About this task = Return the data below in full, exactly as it stands.

(Stored data entries)

--- START ---

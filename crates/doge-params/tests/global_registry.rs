//! Process-wide selection tests
//!
//! All tests here share one global registry, so each takes `SERIAL` first.

use doge_params::{
    params, select_params, select_params_from_flags, try_params, Base58Type, ChainParams, Error,
    Network, NetworkFlags, Registry,
};
use parking_lot::Mutex;

static SERIAL: Mutex<()> = Mutex::new(());

#[test]
fn test_round_trip_each_network() {
    let _guard = SERIAL.lock();

    for network in Network::ALL {
        select_params(network);
        assert_eq!(params().network_id(), network);
        assert_eq!(Registry::global().network(), Some(network));
    }
}

#[test]
fn test_invalid_combination_keeps_previous_selection() {
    let _guard = SERIAL.lock();

    select_params(Network::Testnet);
    let both = NetworkFlags { testnet: true, regtest: true };
    assert_eq!(select_params_from_flags(&both).unwrap_err(), Error::InvalidNetworkCombination);
    assert_eq!(params().network_id(), Network::Testnet);
}

#[test]
fn test_flag_policy() {
    let _guard = SERIAL.lock();

    select_params_from_flags(&NetworkFlags::from_args(Vec::<String>::new())).unwrap();
    assert_eq!(params().network_id(), Network::Main);

    select_params_from_flags(&NetworkFlags::from_args(["-testnet"])).unwrap();
    assert_eq!(params().network_id(), Network::Testnet);

    select_params_from_flags(&NetworkFlags::from_args(["-regtest"])).unwrap();
    assert_eq!(params().network_id(), Network::Regtest);
}

#[test]
fn test_legacy_spellings_drive_global_selection() {
    let _guard = SERIAL.lock();

    select_params(Network::Main);
    let select = |args: &[&str]| select_params_from_flags(&NetworkFlags::from_args(args.iter().copied()));

    assert_eq!(select(&["-testnet"]).unwrap().network_id(), Network::Testnet);
    assert_eq!(select(&["-regtest"]).unwrap().network_id(), Network::Regtest);
    assert_eq!(select(&["-testnet", "-regtest"]).unwrap_err(), Error::InvalidNetworkCombination);
    assert_eq!(params().network_id(), Network::Regtest);

    let (flags, rest) = NetworkFlags::split_args(["--format", "json", "-testnet"]);
    assert_eq!(rest, vec!["--format", "json"]);
    assert_eq!(select_params_from_flags(&flags).unwrap().network_id(), Network::Testnet);
}

#[test]
fn test_main_then_regtest_scenario() {
    let _guard = SERIAL.lock();

    select_params(Network::Main);
    let main = try_params().unwrap();
    assert_eq!(main.default_port(), 22556);
    assert!(main.require_standard());

    select_params(Network::Regtest);
    let regtest = params();
    assert!(!regtest.mining_requires_peers());
    assert!(regtest.allow_min_difficulty_blocks());
}

#[test]
fn test_every_variant_is_complete() {
    for network in Network::ALL {
        let params = ChainParams::for_network(network);

        assert!(params.target_spacing() > 0);
        assert_eq!(params.interval(), params.target_timespan() / params.target_spacing());
        assert_eq!(
            params.digishield_interval(),
            params.digishield_target_timespan() / params.target_spacing()
        );
        assert!(params.interval() > 0);
        assert!(params.digishield_interval() > 0);

        assert_eq!(params.base58_prefixes().len(), Base58Type::COUNT);
        for kind in Base58Type::ALL {
            assert!(!params.base58_prefix(kind).is_empty(), "{network} {kind:?}");
        }

        assert!(!params.alert_key().is_empty());
        assert!(!params.proof_of_work_limit().is_zero());
        assert!(params.enforce_block_upgrade_majority() < params.reject_block_outdated_majority());
        assert!(params.reject_block_outdated_majority() <= params.to_check_block_upgrade_majority());
    }
}

#[test]
fn test_message_starts_pairwise_distinct() {
    let markers: Vec<_> = Network::ALL
        .iter()
        .map(|n| *ChainParams::for_network(*n).message_start())
        .collect();
    for i in 0..markers.len() {
        for j in (i + 1)..markers.len() {
            assert_ne!(markers[i], markers[j]);
        }
    }
}

#[test]
fn test_genesis_is_stable_across_reads() {
    for network in Network::ALL {
        let first = ChainParams::for_network(network).genesis_block();
        let second = ChainParams::for_network(network).genesis_block();
        assert!(std::ptr::eq(first, second));
        assert_eq!(first, second);
    }
}

#[test]
fn test_summary_serializes() {
    let params = ChainParams::for_network(Network::Testnet);
    let json = serde_json::to_value(params.summary()).unwrap();

    assert_eq!(json["network"], "test");
    assert_eq!(json["network"], Network::Testnet.to_string());
    assert_eq!(json["message_start"], "fcc1b7dc");
    assert_eq!(json["default_port"], 44556);
    assert_eq!(json["rpc_is_testnet"], true);
    assert_eq!(json["base58_prefixes"]["pubkey_address"], "71");
    assert_eq!(
        json["genesis_hash"],
        "bb0a78264637406b6360aad926284d544d7049f45189db5664f3c4d07350559e"
    );
}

--- END ---

Task answer =
filename crates/doge-params/tests/global_registry.rs
//! Process-wide selection tests
//!
//! All tests here share one global registry, so each takes `SERIAL` first.

use doge_params::{
    params, select_params, select_params_from_flags, try_params, Base58Type, ChainParams, Error,
    Network, NetworkFlags, Registry,
};
use parking_lot::Mutex;

static SERIAL: Mutex<()> = Mutex::new(());

#[test]
fn test_round_trip_each_network() {
    let _guard = SERIAL.lock();

    for network in Network::ALL {
        select_params(network);
        assert_eq!(params().network_id(), network);
        assert_eq!(Registry::global().network(), Some(network));
    }
}

#[test]
fn test_invalid_combination_keeps_previous_selection() {
    let _guard = SERIAL.lock();

    select_params(Network::Testnet);
    let both = NetworkFlags { testnet: true, regtest: true };
    assert_eq!(select_params_from_flags(&both).unwrap_err(), Error::InvalidNetworkCombination);
    assert_eq!(params().network_id(), Network::Testnet);
}

#[test]
fn test_flag_policy() {
    let _guard = SERIAL.lock();

    select_params_from_flags(&NetworkFlags::from_args(Vec::<String>::new())).unwrap();
    assert_eq!(params().network_id(), Network::Main);

    select_params_from_flags(&NetworkFlags::from_args(["-testnet"])).unwrap();
    assert_eq!(params().network_id(), Network::Testnet);

    select_params_from_flags(&NetworkFlags::from_args(["-regtest"])).unwrap();
    assert_eq!(params().network_id(), Network::Regtest);
}

#[test]
fn test_legacy_spellings_drive_global_selection() {
    let _guard = SERIAL.lock();

    select_params(Network::Main);
    let select = |args: &[&str]| select_params_from_flags(&NetworkFlags::from_args(args.iter().copied()));

    assert_eq!(select(&["-testnet"]).unwrap().network_id(), Network::Testnet);
    assert_eq!(select(&["-regtest"]).unwrap().network_id(), Network::Regtest);
    assert_eq!(select(&["-testnet", "-regtest"]).unwrap_err(), Error::InvalidNetworkCombination);
    assert_eq!(params().network_id(), Network::Regtest);

    let (flags, rest) = NetworkFlags::split_args(["--format", "json", "-testnet"]);
    assert_eq!(rest, vec!["--format", "json"]);
    assert_eq!(select_params_from_flags(&flags).unwrap().network_id(), Network::Testnet);
}

#[test]
fn test_main_then_regtest_scenario() {
    let _guard = SERIAL.lock();

    select_params(Network::Main);
    let main = try_params().unwrap();
    assert_eq!(main.default_port(), 22556);
    assert!(main.require_standard());

    select_params(Network::Regtest);
    let regtest = params();
    assert!(!regtest.mining_requires_peers());
    assert!(regtest.allow_min_difficulty_blocks());
}

#[test]
fn test_every_variant_is_complete() {
    for network in Network::ALL {
        let params = ChainParams::for_network(network);

        assert!(params.target_spacing() > 0);
        assert_eq!(params.interval(), params.target_timespan() / params.target_spacing());
        assert_eq!(
            params.digishield_interval(),
            params.digishield_target_timespan() / params.target_spacing()
        );
        assert!(params.interval() > 0);
        assert!(params.digishield_interval() > 0);

        assert_eq!(params.base58_prefixes().len(), Base58Type::COUNT);
        for kind in Base58Type::ALL {
            assert!(!params.base58_prefix(kind).is_empty(), "{network} {kind:?}");
        }

        assert!(!params.alert_key().is_empty());
        assert!(!params.proof_of_work_limit().is_zero());
        assert!(params.enforce_block_upgrade_majority() < params.reject_block_outdated_majority());
        assert!(params.reject_block_outdated_majority() <= params.to_check_block_upgrade_majority());
    }
}

#[test]
fn test_message_starts_pairwise_distinct() {
    let markers: Vec<_> = Network::ALL
        .iter()
        .map(|n| *ChainParams::for_network(*n).message_start())
        .collect();
    for i in 0..markers.len() {
        for j in (i + 1)..markers.len() {
            assert_ne!(markers[i], markers[j]);
        }
    }
}

#[test]
fn test_genesis_is_stable_across_reads() {
    for network in Network::ALL {
        let first = ChainParams::for_network(network).genesis_block();
        let second = ChainParams::for_network(network).genesis_block();
        assert!(std::ptr::eq(first, second));
        assert_eq!(first, second);
    }
}

#[test]
fn test_summary_serializes() {
    let params = ChainParams::for_network(Network::Testnet);
    let json = serde_json::to_value(params.summary()).unwrap();

    assert_eq!(json["network"], "test");
    assert_eq!(json["network"], Network::Testnet.to_string());
    assert_eq!(json["message_start"], "fcc1b7dc");
    assert_eq!(json["default_port"], 44556);
    assert_eq!(json["rpc_is_testnet"], true);
    assert_eq!(json["base58_prefixes"]["pubkey_address"], "71");
    assert_eq!(
        json["genesis_hash"],
        "bb0a78264637406b6360aad926284d544d7049f45189db5664f3c4d07350559e"
    );
}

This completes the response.